Detailing the incident, DJR Team Penske boss Ryan Story confirmed that it was the lambda sensor that caused the initial delay.
However he says it was an issue with the driver change, complicated by the height difference between Coulthard and D'Alberto, that directly contributed to the penalty.
"We had a lambda sensor go out and we sought permission from Supercars to put a new map in the car," said Story.
"Under the new lambda rule that we have this year to run at a nine-zero, basically when the closed-loop system fails, you're relying on the base map. But if there's an issue with the sensor the car will run rich rather than at a specific number we try and target.
"So we got permission to put a new map in the car. When you plug into the car, before you can send anything to the car you have to wait for the car to acknowledge that you're connected. That can sometimes take a little bit of time, so we lost a lot of time through that process.
"And unfortunately through the driver change we had some issues getting the secondary belts in place, which meant the car was in the air and it was started before it was dropped.

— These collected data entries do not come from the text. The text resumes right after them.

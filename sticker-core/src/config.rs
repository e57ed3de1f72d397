//! Run configuration.
//!
//! A [`StickerConfig`] is built once (from a preset or a JSON file) and
//! passed by reference to everything that needs it.

use serde::{Deserialize, Serialize};

use crate::barcode::BarcodeOptions;
use crate::error::ConfigurationError;
use crate::layout::LabelLayout;
use crate::spec::{LabelSpec, PageSpec};

pub const DEFAULT_DPI: f64 = 203.0;

/// What to do when a record's code cannot be encoded as Code128.
#[derive(Debug, Clone, Copy, Default, PartialEq, Eq, Serialize, Deserialize)]
#[serde(rename_all = "lowercase")]
pub enum EncodingPolicy {
    /// Fail the whole run before any output is produced.
    #[default]
    Abort,
    /// Leave the record out and report it with the artifact.
    Skip,
}

/// Which output a run produces.
#[derive(Debug, Clone, Copy, PartialEq, Eq)]
pub enum LabelStyle {
    /// One record, one PNG.
    ManualSingle,
    /// A ZIP archive with one PNG per record.
    BatchImages,
    /// One PDF with all labels tiled onto pages.
    BatchPdf,
}

/// Thin rectangle stroked around each label cell on PDF sheets.
#[derive(Debug, Clone, Copy, PartialEq, Serialize, Deserialize)]
#[serde(default)]
pub struct CutGuides {
    pub enabled: bool,
    /// Gray level, 0.0 black to 1.0 white.
    pub gray: f64,
    /// Line width in points.
    pub line_width: f64,
}

impl Default for CutGuides {
    fn default() -> Self {
        CutGuides {
            enabled: true,
            gray: 0.6,
            line_width: 0.5,
        }
    }
}

/// Built-in label configurations.
#[derive(Debug, Clone, Copy, PartialEq, Eq)]
pub enum Preset {
    /// 6 x 3 cm record label.
    Cm6x3,
    /// 5 x 3 cm record label; 36 fit on an A4 sheet.
    Cm5x3,
    /// 400 x 200 px computer sticker with a caption.
    Sticker,
}

impl Preset {
    pub fn config(self, dpi: f64) -> StickerConfig {
        let (label, layout) = match self {
            Preset::Cm6x3 => (LabelSpec::new(6.0, 3.0, dpi), LabelLayout::ThreeLine),
            Preset::Cm5x3 => (LabelSpec::new(5.0, 3.0, dpi), LabelLayout::ThreeLine),
            Preset::Sticker => {
                // Physical size is fixed by the 203 DPI pixel design.
                let base = LabelSpec::from_pixels(400, 200, DEFAULT_DPI);
                (
                    LabelSpec::new(base.width_cm, base.height_cm, dpi),
                    LabelLayout::captioned(),
                )
            }
        };
        StickerConfig {
            label,
            layout,
            ..StickerConfig::default()
        }
    }
}

/// Everything a run needs besides its inputs.
#[derive(Debug, Clone, PartialEq, Serialize, Deserialize)]
#[serde(default)]
pub struct StickerConfig {
    pub label: LabelSpec,
    pub page: PageSpec,
    pub layout: LabelLayout,
    pub barcode: BarcodeOptions,
    pub on_invalid_barcode: EncodingPolicy,
    pub cut_guides: CutGuides,
}

impl Default for StickerConfig {
    fn default() -> Self {
        StickerConfig {
            label: LabelSpec::new(6.0, 3.0, DEFAULT_DPI),
            page: PageSpec::A4,
            layout: LabelLayout::ThreeLine,
            barcode: BarcodeOptions::default(),
            on_invalid_barcode: EncodingPolicy::Abort,
            cut_guides: CutGuides::default(),
        }
    }
}

impl StickerConfig {
    /// Check sizes and barcode geometry that every output mode
    /// depends on.
    pub fn validate(&self) -> Result<(), ConfigurationError> {
        self.label.validate()?;
        self.page.validate()?;
        self.barcode.validate()
    }
}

"That wasn't the plan. The intent was to have the car on the ground when it was restarted, but because there were some issues with the belts... I don't know if you've seen Tony and Fabian stand next to each other, but there's a bit of a height difference there."
The regulations around pitstops and wheel spinning were tweaked for this season, off the back of the Shane van Gisbergen controversy from Pukekohe last year.
Drivers are now required to have a line-locker or handbrake activated during a stop to avoid excessive wheel spin, with a number of teams, including DJRTP, having been stung during the course of the season when line-lockers have failed – even if the wheels didn't spin.
Both the failure to use a line-locker and wheel-spinning can avoid being penalised if permission is sought from Head of Motorsport Adrian Burgess prior to a stop.
However in this case Story only sought permission not the use the line-locker, which meant taking the wheel-spinning penalty on the chin.
"Some of the fines we've seen this year haven't been for spinning, they've been for the line-locker," said Story.
"So I asked permission for the line-locker because we always anticipated that the car would be on the ground when it was started.
"But a few things didn't quite go as planned and it necessitated keeping the car in the air longer than it needed to be or ideally we could have like.
"Those penalties are there for safety. You don't want wheels spinning, you don't want guys getting injured."
After dropping to the back of the field thanks to the long stop and subsequent penalty, Coulthard and D'Alberto fought back to finish Sunday's race in 11th.